Goal of the exercise. Which lines have the string "status"? Copy all of them from the entries below.

Stored items:
○ ○ ○ ○ ○

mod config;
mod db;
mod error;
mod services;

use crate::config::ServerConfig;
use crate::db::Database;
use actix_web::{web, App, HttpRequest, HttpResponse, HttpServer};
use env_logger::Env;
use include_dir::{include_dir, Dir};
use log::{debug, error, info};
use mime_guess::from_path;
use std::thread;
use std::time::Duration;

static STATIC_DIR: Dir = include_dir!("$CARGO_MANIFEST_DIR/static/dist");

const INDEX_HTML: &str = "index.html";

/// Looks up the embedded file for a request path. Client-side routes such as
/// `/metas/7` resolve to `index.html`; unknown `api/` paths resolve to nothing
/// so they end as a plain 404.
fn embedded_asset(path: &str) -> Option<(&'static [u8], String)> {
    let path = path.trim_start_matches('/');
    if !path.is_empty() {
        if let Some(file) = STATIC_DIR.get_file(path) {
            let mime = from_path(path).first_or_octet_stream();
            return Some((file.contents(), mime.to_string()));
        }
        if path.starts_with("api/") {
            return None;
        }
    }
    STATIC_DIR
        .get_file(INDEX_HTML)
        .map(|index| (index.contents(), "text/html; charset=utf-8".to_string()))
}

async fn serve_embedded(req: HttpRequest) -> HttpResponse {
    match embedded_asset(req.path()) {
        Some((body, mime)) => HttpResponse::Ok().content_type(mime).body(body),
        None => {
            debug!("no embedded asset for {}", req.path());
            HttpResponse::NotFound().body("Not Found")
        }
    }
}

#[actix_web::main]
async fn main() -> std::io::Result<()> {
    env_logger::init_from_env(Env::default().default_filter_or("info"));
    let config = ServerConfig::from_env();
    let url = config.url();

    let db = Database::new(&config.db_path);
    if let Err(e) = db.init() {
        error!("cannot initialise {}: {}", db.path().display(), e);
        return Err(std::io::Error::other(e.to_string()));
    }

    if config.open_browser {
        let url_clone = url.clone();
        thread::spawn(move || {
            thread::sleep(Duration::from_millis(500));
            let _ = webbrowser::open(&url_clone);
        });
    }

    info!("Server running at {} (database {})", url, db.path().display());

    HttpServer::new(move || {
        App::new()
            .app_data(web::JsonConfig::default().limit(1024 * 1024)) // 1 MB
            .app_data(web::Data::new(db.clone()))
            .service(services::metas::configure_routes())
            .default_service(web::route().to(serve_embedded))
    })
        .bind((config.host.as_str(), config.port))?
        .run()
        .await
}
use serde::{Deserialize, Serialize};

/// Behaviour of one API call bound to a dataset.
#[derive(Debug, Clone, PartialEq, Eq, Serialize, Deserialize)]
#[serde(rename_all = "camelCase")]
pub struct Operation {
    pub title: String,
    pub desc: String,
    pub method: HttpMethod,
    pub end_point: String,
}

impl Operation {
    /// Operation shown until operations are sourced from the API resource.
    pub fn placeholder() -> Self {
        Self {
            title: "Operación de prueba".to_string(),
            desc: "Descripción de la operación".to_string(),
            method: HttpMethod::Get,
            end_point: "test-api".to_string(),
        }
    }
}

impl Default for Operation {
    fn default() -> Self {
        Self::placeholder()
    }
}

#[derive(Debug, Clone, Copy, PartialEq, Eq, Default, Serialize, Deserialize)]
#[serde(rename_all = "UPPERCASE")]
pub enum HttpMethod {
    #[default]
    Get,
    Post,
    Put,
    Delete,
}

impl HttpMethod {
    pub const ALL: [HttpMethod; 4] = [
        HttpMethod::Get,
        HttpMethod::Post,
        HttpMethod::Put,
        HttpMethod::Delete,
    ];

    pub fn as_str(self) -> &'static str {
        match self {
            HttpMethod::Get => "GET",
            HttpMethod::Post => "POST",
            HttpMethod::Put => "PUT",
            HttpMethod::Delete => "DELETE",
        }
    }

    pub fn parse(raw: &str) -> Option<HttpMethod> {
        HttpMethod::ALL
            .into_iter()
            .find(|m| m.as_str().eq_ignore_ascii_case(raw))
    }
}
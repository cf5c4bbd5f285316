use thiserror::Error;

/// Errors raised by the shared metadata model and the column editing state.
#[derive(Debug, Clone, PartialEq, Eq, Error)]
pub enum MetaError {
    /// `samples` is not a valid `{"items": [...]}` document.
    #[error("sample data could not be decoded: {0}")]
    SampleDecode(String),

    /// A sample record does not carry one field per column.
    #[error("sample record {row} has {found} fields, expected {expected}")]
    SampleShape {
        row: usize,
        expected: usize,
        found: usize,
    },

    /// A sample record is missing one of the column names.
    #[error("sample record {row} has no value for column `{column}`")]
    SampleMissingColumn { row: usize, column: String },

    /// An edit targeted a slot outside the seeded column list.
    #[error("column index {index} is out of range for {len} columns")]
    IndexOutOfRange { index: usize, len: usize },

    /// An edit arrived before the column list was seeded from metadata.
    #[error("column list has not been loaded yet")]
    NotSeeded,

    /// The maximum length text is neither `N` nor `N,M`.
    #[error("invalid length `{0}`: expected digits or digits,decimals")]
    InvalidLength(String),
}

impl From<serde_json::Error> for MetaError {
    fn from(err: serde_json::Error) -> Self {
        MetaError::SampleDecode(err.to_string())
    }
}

○ ○ ○ ○ ○

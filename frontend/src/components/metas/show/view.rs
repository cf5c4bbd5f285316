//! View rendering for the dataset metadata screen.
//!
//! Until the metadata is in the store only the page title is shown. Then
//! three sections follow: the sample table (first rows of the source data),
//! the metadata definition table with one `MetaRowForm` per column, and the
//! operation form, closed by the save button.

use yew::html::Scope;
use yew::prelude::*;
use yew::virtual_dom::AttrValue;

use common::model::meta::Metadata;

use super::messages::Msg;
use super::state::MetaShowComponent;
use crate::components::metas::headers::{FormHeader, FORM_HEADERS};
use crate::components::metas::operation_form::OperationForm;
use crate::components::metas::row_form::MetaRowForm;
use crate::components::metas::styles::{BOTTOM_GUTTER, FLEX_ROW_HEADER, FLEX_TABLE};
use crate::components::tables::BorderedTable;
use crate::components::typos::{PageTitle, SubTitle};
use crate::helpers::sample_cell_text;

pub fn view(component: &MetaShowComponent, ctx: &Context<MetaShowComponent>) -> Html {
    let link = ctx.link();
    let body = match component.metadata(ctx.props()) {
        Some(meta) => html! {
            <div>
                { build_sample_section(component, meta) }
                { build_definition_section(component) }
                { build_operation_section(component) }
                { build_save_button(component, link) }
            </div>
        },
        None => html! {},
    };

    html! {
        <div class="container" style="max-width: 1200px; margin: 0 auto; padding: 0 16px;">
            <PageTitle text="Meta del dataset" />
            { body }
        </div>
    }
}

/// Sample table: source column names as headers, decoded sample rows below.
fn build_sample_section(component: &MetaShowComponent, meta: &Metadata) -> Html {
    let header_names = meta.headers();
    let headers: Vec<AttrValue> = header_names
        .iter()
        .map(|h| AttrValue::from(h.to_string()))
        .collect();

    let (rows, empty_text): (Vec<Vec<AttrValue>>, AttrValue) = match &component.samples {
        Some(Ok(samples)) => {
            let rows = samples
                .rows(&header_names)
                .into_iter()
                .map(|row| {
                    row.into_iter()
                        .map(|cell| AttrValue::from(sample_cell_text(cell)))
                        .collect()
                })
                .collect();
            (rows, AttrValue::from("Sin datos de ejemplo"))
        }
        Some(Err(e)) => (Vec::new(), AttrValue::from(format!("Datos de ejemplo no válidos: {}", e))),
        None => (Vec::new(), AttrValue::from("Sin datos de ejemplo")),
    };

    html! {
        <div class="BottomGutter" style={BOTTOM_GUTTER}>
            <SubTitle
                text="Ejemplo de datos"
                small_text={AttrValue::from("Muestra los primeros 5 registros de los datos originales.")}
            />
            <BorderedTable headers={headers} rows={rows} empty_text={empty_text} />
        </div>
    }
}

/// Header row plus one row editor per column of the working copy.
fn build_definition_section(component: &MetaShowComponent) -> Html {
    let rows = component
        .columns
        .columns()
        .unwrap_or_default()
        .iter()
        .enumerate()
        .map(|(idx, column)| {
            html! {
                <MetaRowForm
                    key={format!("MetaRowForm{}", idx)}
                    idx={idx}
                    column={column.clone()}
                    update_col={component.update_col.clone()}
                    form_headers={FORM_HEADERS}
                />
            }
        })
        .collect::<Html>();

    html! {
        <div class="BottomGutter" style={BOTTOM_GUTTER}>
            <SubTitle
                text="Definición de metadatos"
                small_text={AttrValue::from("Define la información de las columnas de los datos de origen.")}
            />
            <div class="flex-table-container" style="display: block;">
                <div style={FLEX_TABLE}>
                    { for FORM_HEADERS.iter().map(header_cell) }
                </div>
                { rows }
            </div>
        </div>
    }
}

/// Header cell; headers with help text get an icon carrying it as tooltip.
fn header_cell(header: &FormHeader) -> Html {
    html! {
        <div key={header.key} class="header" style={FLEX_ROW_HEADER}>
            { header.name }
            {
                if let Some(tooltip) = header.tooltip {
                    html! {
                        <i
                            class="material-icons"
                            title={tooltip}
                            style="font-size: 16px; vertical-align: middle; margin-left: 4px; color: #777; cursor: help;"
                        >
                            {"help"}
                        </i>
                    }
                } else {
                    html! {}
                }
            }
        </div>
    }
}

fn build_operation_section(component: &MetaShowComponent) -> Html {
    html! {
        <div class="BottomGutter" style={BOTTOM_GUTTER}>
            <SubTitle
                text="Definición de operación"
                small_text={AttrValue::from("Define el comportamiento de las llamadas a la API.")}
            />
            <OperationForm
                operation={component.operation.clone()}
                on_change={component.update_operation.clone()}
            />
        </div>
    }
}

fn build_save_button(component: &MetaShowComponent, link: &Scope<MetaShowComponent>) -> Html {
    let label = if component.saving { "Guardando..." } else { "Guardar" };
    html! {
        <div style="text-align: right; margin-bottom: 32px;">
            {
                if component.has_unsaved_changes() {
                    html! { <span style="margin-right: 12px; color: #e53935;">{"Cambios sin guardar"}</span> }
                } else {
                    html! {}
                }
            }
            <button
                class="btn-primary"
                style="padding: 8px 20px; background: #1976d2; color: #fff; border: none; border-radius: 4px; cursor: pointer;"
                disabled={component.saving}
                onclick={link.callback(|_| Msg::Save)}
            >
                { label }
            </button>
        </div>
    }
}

○ ○ ○ ○ ○

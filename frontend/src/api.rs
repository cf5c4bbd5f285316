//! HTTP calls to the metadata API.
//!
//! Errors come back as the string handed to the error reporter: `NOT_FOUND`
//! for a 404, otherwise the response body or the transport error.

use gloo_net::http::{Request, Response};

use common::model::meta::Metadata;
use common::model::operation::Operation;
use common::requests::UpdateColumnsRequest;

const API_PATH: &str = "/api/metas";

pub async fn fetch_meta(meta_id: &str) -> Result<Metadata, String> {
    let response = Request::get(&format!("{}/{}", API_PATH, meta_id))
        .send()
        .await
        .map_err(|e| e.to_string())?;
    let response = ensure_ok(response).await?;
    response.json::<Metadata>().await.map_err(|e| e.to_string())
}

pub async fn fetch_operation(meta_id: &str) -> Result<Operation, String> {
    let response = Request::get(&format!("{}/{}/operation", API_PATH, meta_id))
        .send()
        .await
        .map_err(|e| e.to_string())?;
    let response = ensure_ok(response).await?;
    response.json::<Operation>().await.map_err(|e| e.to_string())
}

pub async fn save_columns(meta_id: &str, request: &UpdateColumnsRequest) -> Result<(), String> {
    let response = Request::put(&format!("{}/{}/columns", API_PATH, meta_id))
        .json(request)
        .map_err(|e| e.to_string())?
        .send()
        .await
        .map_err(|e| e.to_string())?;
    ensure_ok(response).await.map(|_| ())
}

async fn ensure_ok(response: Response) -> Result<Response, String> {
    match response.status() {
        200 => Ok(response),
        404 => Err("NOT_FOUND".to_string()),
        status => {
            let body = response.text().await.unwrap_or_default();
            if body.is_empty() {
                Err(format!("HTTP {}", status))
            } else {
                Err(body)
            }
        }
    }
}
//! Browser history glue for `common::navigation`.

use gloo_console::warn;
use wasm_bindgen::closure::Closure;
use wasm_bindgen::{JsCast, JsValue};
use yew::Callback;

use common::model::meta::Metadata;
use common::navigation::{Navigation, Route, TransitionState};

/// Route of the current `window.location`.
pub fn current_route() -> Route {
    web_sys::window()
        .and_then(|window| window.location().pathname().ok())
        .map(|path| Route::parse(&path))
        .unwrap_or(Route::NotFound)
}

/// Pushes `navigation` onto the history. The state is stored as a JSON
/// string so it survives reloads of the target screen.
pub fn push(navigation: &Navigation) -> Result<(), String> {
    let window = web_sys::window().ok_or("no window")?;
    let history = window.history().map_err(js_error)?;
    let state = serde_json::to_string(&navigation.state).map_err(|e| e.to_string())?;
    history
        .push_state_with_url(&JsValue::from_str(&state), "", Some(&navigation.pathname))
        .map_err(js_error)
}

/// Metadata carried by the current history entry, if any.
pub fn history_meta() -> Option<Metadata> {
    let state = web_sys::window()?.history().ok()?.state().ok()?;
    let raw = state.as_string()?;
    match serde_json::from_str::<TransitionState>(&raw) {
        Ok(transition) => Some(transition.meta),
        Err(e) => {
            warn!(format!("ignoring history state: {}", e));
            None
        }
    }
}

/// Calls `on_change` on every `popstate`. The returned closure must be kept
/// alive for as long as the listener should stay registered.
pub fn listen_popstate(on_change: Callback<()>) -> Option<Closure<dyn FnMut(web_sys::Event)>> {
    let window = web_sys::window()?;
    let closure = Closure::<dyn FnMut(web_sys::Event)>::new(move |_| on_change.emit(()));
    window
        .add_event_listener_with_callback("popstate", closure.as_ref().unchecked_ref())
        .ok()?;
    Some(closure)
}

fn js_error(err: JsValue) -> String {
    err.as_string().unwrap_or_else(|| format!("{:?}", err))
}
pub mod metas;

○ ○ ○ ○ ○

Output.
    match response.status() {
        status => {
                Err(format!("HTTP {}", status))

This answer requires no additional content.